Saskatchewan et Ontario Les fonctionnaires disent que les données de la RDT (parfois appelée «base de données Hub» en Saskatchewan) sont «désidentifiées» en supprimant des détails tels que le nom et la date de naissance des personnes, bien que les experts de la carte mère aient parlé de cette épuration afin qu'elle ne soit jamais utilisée pour identifier un individu est difficile sinon impossible.

Une enquête menée par une carte mère (qui consistait à parcourir les documents du MSCSC, de la police et de la ville) a révélé que, dans 2017, les enfants âgés de 12 à 17 constituaient le groupe d'âge le plus fréquemment ajouté à la base de données dans plusieurs régions de l'Ontario et que certaines interventions étaient effectuées sans consentement. Dans certains cas, des enfants âgés d’à peine six ans ont fait l’objet d’une intervention.

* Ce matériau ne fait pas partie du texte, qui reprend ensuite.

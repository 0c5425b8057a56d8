//! # Application Error Types
//!
//! This module defines the error types used at the edges of the JustRecipes crate:
//! configuration loading, recipe repositories and unit vocabulary files.
//! The matching and aggregation engines themselves are total and never return errors.

use std::fmt;

/// General application error type for consistent error handling
#[derive(Debug, Clone, PartialEq)]
pub enum AppError {
    /// Configuration validation errors
    Config(String),
    /// Validation errors (vocabulary entries, recipe records, inputs)
    Validation(String),
    /// Recipe repository errors
    Repository(String),
    /// File system errors
    FileSystem(String),
    /// JSON (de)serialization errors
    Serialization(String),
}

impl fmt::Display for AppError {
    fn fmt(&self, f: &mut fmt::Formatter<'_>) -> fmt::Result {
        match self {
            AppError::Config(msg) => write!(f, "[CONFIG] {}", msg),
            AppError::Validation(msg) => write!(f, "[VALIDATION] {}", msg),
            AppError::Repository(msg) => write!(f, "[REPOSITORY] {}", msg),
            AppError::FileSystem(msg) => write!(f, "[FILESYSTEM] {}", msg),
            AppError::Serialization(msg) => write!(f, "[SERIALIZATION] {}", msg),
        }
    }
}

impl std::error::Error for AppError {}

impl From<std::io::Error> for AppError {
    fn from(err: std::io::Error) -> Self {
        AppError::FileSystem(err.to_string())
    }
}

impl From<serde_json::Error> for AppError {
    fn from(err: serde_json::Error) -> Self {
        AppError::Serialization(err.to_string())
    }
}

impl From<regex::Error> for AppError {
    fn from(err: regex::Error) -> Self {
        AppError::Config(format!("invalid pattern: {}", err))
    }
}

/// Result type alias for convenience
pub type AppResult<T> = Result<T, AppError>;

/// Standardized error logging utilities for consistent error reporting across the crate
pub mod error_logging {
    use tracing::error;

    /// Log recipe repository errors with source context
    pub fn log_repository_error(
        error: &impl std::fmt::Display,
        operation: &str,
        source: Option<&str>,
        recipe_count: Option<usize>,
    ) {
        error!(
            error = %error,
            operation = %operation,
            source = ?source,
            recipe_count = ?recipe_count,
            "Recipe repository operation failed"
        );
    }

    /// Log file system errors with path and operation context
    pub fn log_filesystem_error(
        error: &impl std::fmt::Display,
        operation: &str,
        path: Option<&str>,
        file_size: Option<u64>,
    ) {
        error!(
            error = %error,
            operation = %operation,
            path = ?path,
            file_size_bytes = ?file_size,
            "File system operation failed"
        );
    }

    /// Log validation errors with input context
    pub fn log_validation_error(
        error: &impl std::fmt::Display,
        operation: &str,
        input_type: &str,
        input_value: Option<&str>,
    ) {
        error!(
            error = %error,
            operation = %operation,
            input_type = %input_type,
            input_value = ?input_value.map(|v| if v.chars().count() > 100 { format!("{}...", v.chars().take(100).collect::<String>()) } else { v.to_string() }),
            "Validation failed"
        );
    }

    /// Log configuration errors during startup/initialization
    pub fn log_config_error(
        error: &impl std::fmt::Display,
        config_key: &str,
        operation: &str,
    ) {
        error!(
            error = %error,
            config_key = %config_key,
            operation = %operation,
            "Configuration error"
        );
    }
}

Le modèle de centre cherche à mettre en relation la police avec les membres de la communauté afin d’évaluer les personnes potentiellement à risque pour des interventions.

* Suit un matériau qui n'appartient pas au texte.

use anyhow::{Context, Result};
use chrono::Datelike;
use clap::{Parser, Subcommand};
use just_recipes::config::AppConfig;
use just_recipes::filters::{Diet, DietaryFilter, RecipeFilter, SeasonalFilter};
use just_recipes::ingredient_parser::{load_unit_vocabulary, IngredientParser};
use just_recipes::localization::LocalizationManager;
use just_recipes::observability;
use just_recipes::random_source::{RandomSource, RngSource};
use just_recipes::recipe::{
    select_by_ids, JsonRecipeRepository, Recipe, RecipeKind, RecipeRepository,
};
use just_recipes::search::{
    featured_recipes, parse_query, RecipeSearchScorer, ScoredRecipe, SearchLimit,
};
use just_recipes::shopping_list::{export_plain_text, save_plain_text, ShoppingListAggregator};
use std::path::PathBuf;
use tracing::{info, warn};

/// Find recipes from the ingredients you have and build shopping lists
#[derive(Parser, Debug)]
#[command(name = "just-recipes", author, version, about, long_about = None)]
struct Cli {
    /// Recipe corpus (JSON array); overrides RECIPES_PATH
    #[arg(long, global = true)]
    recipes: Option<String>,

    /// Message language, e.g. "fr" or "en-US"; defaults to $LANG
    #[arg(long, global = true)]
    lang: Option<String>,

    /// Print the Prometheus exposition of the run's metrics
    #[arg(long, global = true)]
    print_metrics: bool,

    #[command(subcommand)]
    command: Command,
}

#[derive(Subcommand, Debug)]
enum Command {
    /// Rank recipes containing the given ingredients
    Search {
        /// Ingredients, separated by spaces between arguments or by , ; + / et and
        query: Vec<String>,
        /// Only sweet or savory recipes
        #[arg(long = "type")]
        kind: Option<RecipeKind>,
        /// Return every match instead of the capped list
        #[arg(long)]
        all: bool,
        /// Seed for the random browse order
        #[arg(long)]
        seed: Option<u64>,
        /// Exclude recipes incompatible with these diets (vegetarian, vegan, gluten-free)
        #[arg(long, value_delimiter = ',')]
        diet: Vec<Diet>,
        /// Exclude recipes using produce out of season this month
        #[arg(long)]
        seasonal: bool,
    },
    /// Random recipes of one type
    Browse {
        #[arg(long = "type")]
        kind: RecipeKind,
        #[arg(long)]
        seed: Option<u64>,
    },
    /// A few random recipes
    Featured {
        #[arg(long, default_value_t = 3)]
        count: usize,
        #[arg(long)]
        seed: Option<u64>,
    },
    /// Merge the ingredients of the given recipes into one shopping list
    ShoppingList {
        /// Recipe ids
        ids: Vec<String>,
        /// Write the plain-text list to this file instead of stdout
        #[arg(long, short)]
        output: Option<PathBuf>,
    },
    /// Parse one ingredient clause and print it as JSON
    Parse { clause: String },
}

fn random_source(seed: Option<u64>) -> Box<dyn RandomSource> {
    match seed {
        Some(seed) => Box::new(RngSource::seeded(seed)),
        None => Box::new(RngSource::thread()),
    }
}

/// Localized output for one run
struct Messages {
    manager: LocalizationManager,
    language: String,
}

impl Messages {
    fn get(&self, key: &str) -> String {
        self.manager.get_message_in_language(key, &self.language, None)
    }

    fn get_with(&self, key: &str, args: &[(&str, &str)]) -> String {
        self.manager
            .get_message_with_args_in_language(key, &self.language, args)
    }
}

fn load_corpus(config: &AppConfig) -> Result<Vec<Recipe>> {
    let repository = JsonRecipeRepository::new(&config.repository.recipes_path);
    repository
        .list_all()
        .with_context(|| format!("Failed to load recipes from {}", config.repository.recipes_path))
}

fn print_results(messages: &Messages, results: &[ScoredRecipe]) {
    for result in results {
        let matched: Vec<&str> = result.matched_terms.iter().map(|t| t.as_str()).collect();
        let score = result.score.to_string();
        let matched = matched.join(", ");
        println!(
            "  [{}] {}",
            result.recipe.id,
            messages.get_with(
                "search-result-line",
                &[
                    ("name", result.recipe.name.as_str()),
                    ("score", score.as_str()),
                    ("matched", matched.as_str()),
                ],
            )
        );
    }
}

fn main() -> Result<()> {
    // Load environment variables from .env file first
    dotenvy::dotenv().ok();

    let cli = Cli::parse();

    let mut config = AppConfig::from_env().context("Failed to load configuration")?;
    if let Some(path) = &cli.recipes {
        config.repository.recipes_path = path.clone();
    }
    config.validate().context("Invalid configuration")?;

    observability::init_tracing(&config.observability)?;
    info!("{}", config.summary());

    let metrics_handle = if config.observability.enable_metrics || cli.print_metrics {
        Some(observability::install_metrics_recorder(&config.observability)?)
    } else {
        None
    };

    let manager = LocalizationManager::new().context("Failed to load messages")?;
    let requested = cli.lang.clone().or_else(|| std::env::var("LANG").ok());
    let language = manager.detect_language(requested.as_deref());
    let messages = Messages { manager, language };

    let vocabulary = load_unit_vocabulary(config.parser.unit_vocabulary_path.as_deref());
    let parser = IngredientParser::with_vocabulary(vocabulary)
        .context("Failed to compile the unit vocabulary")?;
    let scorer = RecipeSearchScorer::with_parser(&parser, config.search.clone());

    match cli.command {
        Command::Search {
            query,
            kind,
            all,
            seed,
            diet,
            seasonal,
        } => {
            let _span = observability::engine_span("search").entered();
            let terms = parse_query(&query.join(","));
            if terms.is_empty() && kind.is_none() {
                println!("{}", messages.get("search-empty-query"));
                return Ok(());
            }

            let mut corpus = load_corpus(&config)?;
            if !diet.is_empty() {
                corpus = DietaryFilter::with_scorer(diet, scorer.clone()).filter(corpus);
            }
            if seasonal {
                let month = chrono::Local::now().month();
                corpus = SeasonalFilter::with_scorer(month, scorer.clone())?.filter(corpus);
            }

            let limit = if all {
                SearchLimit::Unbounded
            } else {
                config.search.default_limit()
            };
            let mut rng = random_source(seed);
            let results = scorer.search(&terms, &corpus, kind, limit, &mut *rng);

            if results.is_empty() {
                println!("{}", messages.get("search-no-results"));
            } else {
                let count = results.len().to_string();
                let joined: Vec<&str> = terms.iter().map(|t| t.as_str()).collect();
                let joined = joined.join(", ");
                println!(
                    "{}",
                    messages.get_with(
                        "search-results-header",
                        &[("count", count.as_str()), ("terms", joined.as_str())],
                    )
                );
                print_results(&messages, &results);
            }
        }
        Command::Browse { kind, seed } => {
            let _span = observability::engine_span("browse").entered();
            let corpus = load_corpus(&config)?;
            let mut rng = random_source(seed);
            let results = scorer.search(
                &[],
                &corpus,
                Some(kind),
                config.search.default_limit(),
                &mut *rng,
            );
            println!(
                "{}",
                messages.get_with("browse-header", &[("kind", kind.as_str())])
            );
            for result in &results {
                println!("  [{}] {}", result.recipe.id, result.recipe.name);
            }
        }
        Command::Featured { count, seed } => {
            let _span = observability::engine_span("featured").entered();
            let corpus = load_corpus(&config)?;
            let mut rng = random_source(seed);
            println!("{}", messages.get("featured-header"));
            for recipe in featured_recipes(&corpus, count, &mut *rng) {
                println!("  [{}] {}", recipe.id, recipe.name);
            }
        }
        Command::ShoppingList { ids, output } => {
            let _span = observability::engine_span("shopping_list").entered();
            if ids.is_empty() {
                println!("{}", messages.get("shopping-list-empty-selection"));
                return Ok(());
            }

            let corpus = load_corpus(&config)?;
            let selected = select_by_ids(&corpus, &ids);
            let unknown: Vec<&str> = ids
                .iter()
                .filter(|id| !selected.iter().any(|recipe| &recipe.id == *id))
                .map(String::as_str)
                .collect();
            if !unknown.is_empty() {
                warn!(unknown = ?unknown, "Unknown recipe ids in selection");
                let unknown = unknown.join(", ");
                eprintln!(
                    "{}",
                    messages.get_with("shopping-list-unknown-ids", &[("ids", unknown.as_str())])
                );
            }
            if selected.is_empty() {
                println!("{}", messages.get("shopping-list-empty-selection"));
                return Ok(());
            }

            let items = ShoppingListAggregator::with_parser(&parser).aggregate(&selected);

            match output {
                Some(path) => {
                    save_plain_text(&items, &path)
                        .with_context(|| format!("Failed to write {}", path.display()))?;
                    let path = path.display().to_string();
                    println!(
                        "{}",
                        messages.get_with("shopping-list-saved", &[("path", path.as_str())])
                    );
                }
                None => {
                    let count = selected.len().to_string();
                    println!(
                        "{}",
                        messages.get_with("shopping-list-header", &[("count", count.as_str())])
                    );
                    println!("{}", export_plain_text(&items));
                }
            }
        }
        Command::Parse { clause } => {
            let parsed = parser.parse(&clause);
            println!("{}", serde_json::to_string_pretty(&parsed)?);
        }
    }

    if cli.print_metrics {
        if let Some(handle) = metrics_handle {
            println!("{}", handle.render());
        }
    }

    Ok(())
}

Par exemple, un agent de police peut être appelé pour réagir à maintes reprises au comportement perturbateur mais non criminel de quelqu'un. Selon le modèle de centre, l'agent peut signaler la situation de la personne au centre (ce qui peut inclure du personnel d'organismes d'aide à l'enfance, de traitement de la toxicomanie ou d'aide au logement) et demander si d'autres organismes peuvent intervenir.

Au cours de l’évaluation qui suit, les informations sur la personne sont partagées entre les participants et entré dans le RTD. Les responsables de l'application de la loi, les travailleurs sociaux et les agents de santé locaux peuvent connaître l'identité de la personne, mais lorsque les informations sont ajoutées au RDT, les détails susceptibles d'identifier la personne ne sont pas censés être inclus. Si les organismes décident collectivement que la personne présente un niveau de risque «extrêmement élevé», une intervention est déployée. Les interventions peuvent avoir lieu sans consentement si les praticiens du Hub estiment qu'une personne présente un risque élevé de préjudice.

Plus que 100 Hubs opèrent maintenant dans des villes et villages du Canada et des États-Unis, 37 en Ontario (où les carrefours sont généralement appelés tables de situation) contribuant à la base de données de suivi axée sur les risques à partir d'avril 2018, selon les documents du MSCSC. Au total, 55 devrait contribuer d'ici la fin de cette année.